Optimize vba code when it comes to processing a high number of rows - vba

Greeting all! I wrote a code that allows me to compare two EXCEL worksheets for same values; here it is:
Sub compare()
Dim i As Integer
Dim j As Integer
Dim oldVal1 As Variant
Dim oldVal2 As Variant
Dim newVal1 As Variant
Dim newVal2 As Variant
Dim count As Integer
Const equal = "equal"
Dim WKB As Workbook
Dim OldWS As Worksheet
Dim NewWS As Worksheet
Dim DiffWS As Worksheet
Const OldWSName = "Sheet1"
Const NewWSName = "Sheet2"
Const DiffWSName = "Sheet3"
Set WKB = ActiveWorkbook
Set OldWS = WKB.Worksheets(OldWSName)
Set NewWS = WKB.Worksheets(NewWSName)
Set DiffWS = WKB.Worksheets(DiffWSName)
Dim OldRow As Long
Dim NewRow As Long
Call OptimizeCode_Begin
oldRow = OldWS.Cells(Rows.Count, 1).End(xlUp).Row
newRow = NewWS.Cells(Rows.Count, 1).End(xlUp).Row
count = 1
For i = 2 To oldRow
oldVal1 = OldWS.Cells(i, 1).Value
oldVal2 = OldWS.Cells(i, 4).Value
For j = 2 To newRow
newVal1 = NewWS.Cells(j, 1).Value
newVal2 = NewWS.Cells(j, 4).Value
If (oldVal1 = newVal1) And (oldVal2 = newVal2) Then
count = count + 1
DiffWS.Cells(count, 1).Value = equal
DiffWS.Cells(count, 2).Value = oldVal1
DiffWS.Cells(count, 3).Value = oldVal2
End If
Next j
Next i
Call OptimizeCode_End
DiffWS.Activate
'Reset variables
Set WKB = Nothing
Set OldWS = Nothing
Set NewWS = Nothing
Set DiffWS = Nothing
Application.ScreenUpdating = True
MsgBox ("Your data has been compared!")
End Sub
This code is preceded by the variables definitions, long list that I chose not to paste in here.

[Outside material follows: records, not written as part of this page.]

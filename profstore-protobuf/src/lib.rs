// Copyright 2025-Present Datadog, Inc. https://www.datadoghq.com/
// SPDX-License-Identifier: Apache-2.0

#![cfg_attr(not(test), deny(clippy::panic))]
#![cfg_attr(not(test), deny(clippy::unwrap_used))]
#![cfg_attr(not(test), deny(clippy::expect_used))]
#![cfg_attr(not(test), deny(clippy::unimplemented))]

//! This crate holds the [`profiles`] messages as `prost` types. A decoded
//! [Profile] is the sample graph the aggregation engine consumes: tables of
//! [Mapping], [Location] and [Function] keyed by profile-local ids, and
//! [Sample]s referencing them.
//!
//! Strings are indices into [Profile::string_table], where index 0 is always
//! the empty string. Ids of mappings, locations and functions are non-zero;
//! an id of zero means "none", e.g. a location without a mapping.
//!
//! [`profiles`]: https://github.com/google/pprof/blob/main/proto/profile.proto

#[derive(Clone, Eq, Hash, PartialEq, ::prost::Message)]
pub struct Profile {
    #[prost(message, repeated, tag = "1")]
    pub sample_types: Vec<ValueType>,
    #[prost(message, repeated, tag = "2")]
    pub samples: Vec<Sample>,
    #[prost(message, repeated, tag = "3")]
    pub mappings: Vec<Mapping>,
    #[prost(message, repeated, tag = "4")]
    pub locations: Vec<Location>,
    #[prost(message, repeated, tag = "5")]
    pub functions: Vec<Function>,
    #[prost(string, repeated, tag = "6")]
    pub string_table: Vec<String>,
    #[prost(int64, tag = "7")]
    pub drop_frames: i64,
    #[prost(int64, tag = "8")]
    pub keep_frames: i64,
    #[prost(int64, tag = "9")]
    pub time_nanos: i64,
    #[prost(int64, tag = "10")]
    pub duration_nanos: i64,
    #[prost(message, optional, tag = "11")]
    pub period_type: Option<ValueType>,
    #[prost(int64, tag = "12")]
    pub period: i64,
    #[prost(int64, repeated, tag = "13")]
    pub comment: Vec<i64>,
    #[prost(int64, tag = "14")]
    pub default_sample_type: i64,
}

#[derive(Clone, Eq, Hash, PartialEq, PartialOrd, Ord, ::prost::Message)]
pub struct Sample {
    /// The leaf is at location_ids\[0\].
    #[prost(uint64, repeated, tag = "1")]
    pub location_ids: Vec<u64>,
    #[prost(int64, repeated, tag = "2")]
    pub values: Vec<i64>,
    #[prost(message, repeated, tag = "3")]
    pub labels: Vec<Label>,
}

#[derive(Copy, Clone, Eq, PartialEq, Hash, ::prost::Message)]
pub struct ValueType {
    #[prost(int64, tag = "1")]
    pub r#type: i64, // Index into string table
    #[prost(int64, tag = "2")]
    pub unit: i64, // Index into string table
}

/// A label is either a string label (`str` is set) or a numeric one (`num`
/// and optionally `num_unit` are set).
#[derive(Clone, Eq, PartialEq, Hash, PartialOrd, Ord, ::prost::Message)]
pub struct Label {
    #[prost(int64, tag = "1")]
    pub key: i64, // Index into string table
    #[prost(int64, tag = "2")]
    pub str: i64, // Index into string table
    #[prost(int64, tag = "3")]
    pub num: i64,
    #[prost(int64, tag = "4")]
    pub num_unit: i64, // Index into string table
}

#[derive(Copy, Clone, Eq, PartialEq, Hash, ::prost::Message)]
pub struct Mapping {
    #[prost(uint64, tag = "1")]
    pub id: u64,
    #[prost(uint64, tag = "2")]
    pub memory_start: u64,
    #[prost(uint64, tag = "3")]
    pub memory_limit: u64,
    #[prost(uint64, tag = "4")]
    pub file_offset: u64,
    #[prost(int64, tag = "5")]
    pub filename: i64, // Index into string table
    #[prost(int64, tag = "6")]
    pub build_id: i64, // Index into string table
    #[prost(bool, tag = "7")]
    pub has_functions: bool,
    #[prost(bool, tag = "8")]
    pub has_filenames: bool,
    #[prost(bool, tag = "9")]
    pub has_line_numbers: bool,
    #[prost(bool, tag = "10")]
    pub has_inline_frames: bool,
}

#[derive(Clone, Eq, PartialEq, Hash, ::prost::Message)]
pub struct Location {
    #[prost(uint64, tag = "1")]
    pub id: u64,
    #[prost(uint64, tag = "2")]
    pub mapping_id: u64,
    #[prost(uint64, tag = "3")]
    pub address: u64,
    /// Multiple lines mean inlined calls; the last entry is the caller.
    #[prost(message, repeated, tag = "4")]
    pub lines: Vec<Line>,
    #[prost(bool, tag = "5")]
    pub is_folded: bool,
}

#[derive(Copy, Clone, Eq, PartialEq, Hash, ::prost::Message)]
pub struct Line {
    #[prost(uint64, tag = "1")]
    pub function_id: u64,
    #[prost(int64, tag = "2")]
    pub line: i64,
}

#[derive(Copy, Clone, Eq, PartialEq, Hash, ::prost::Message)]
pub struct Function {
    #[prost(uint64, tag = "1")]
    pub id: u64,
    #[prost(int64, tag = "2")]
    pub name: i64, // Index into string table
    #[prost(int64, tag = "3")]
    pub system_name: i64, // Index into string table
    #[prost(int64, tag = "4")]
    pub filename: i64, // Index into string table
    #[prost(int64, tag = "5")]
    pub start_line: i64,
}

impl Profile {
    /// Fetches the string at `id`, or `None` if it is out of range.
    pub fn string(&self, id: i64) -> Option<&str> {
        let index = usize::try_from(id).ok()?;
        self.string_table.get(index).map(String::as_str)
    }

    /// Fetches a string-table entry, panicking with the offending id when it
    /// doesn't exist. Meant for tests that build their own profiles.
    #[track_caller]
    #[allow(clippy::panic)]
    pub fn string_table_fetch(&self, id: i64) -> &str {
        self.string(id)
            .unwrap_or_else(|| panic!("String {id} not found"))
    }
}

But basically, oldVal1 is the first value compared from OldWS worksheet and oldVal2 the second one from the same worksheet. Those values are being compared with newVal1 and newVal2 from NewWS worksheet (second worksheet). Same values are copied over to DiffWS (third worksheet) with an additional column on the left for the status equal, hence DiffWS.Cells(count + 1, 2).Value = oldVal1.
I've added the following functions to optimize the code and make it run fast when it comes to comparing 2 worksheets of at east 100000 rows:
Sub OptimizeCode_Begin()
Application.Calculation = xlCalculationManual
Application.ScreenUpdating = False
EventState = Application.EnableEvents
Application.EnableEvents = False
PageBreakState = ActiveSheet.DisplayPageBreaks
ActiveSheet.DisplayPageBreaks = False
End Sub
AND
Sub OptimizeCode_End()
ActiveSheet.DisplayPageBreaks = PageBreakState
Application.EnableEvents = EventState
Application.ScreenUpdating = True
Application.Calculation = xlCalculationAutomatic
End Sub
The execution is faster on a low number of rows I must admit, but it just doesn't work when the worksheets grow bigger. My EXCEL crashes when I run my code.
Any other optimization tips I should know of? because I am at loss as to how to do this. My code would be useless if no solution is available, and I'd better know it now and think about a way other than EXCEL to compare my data.
Thanks in advance for shedding light on this.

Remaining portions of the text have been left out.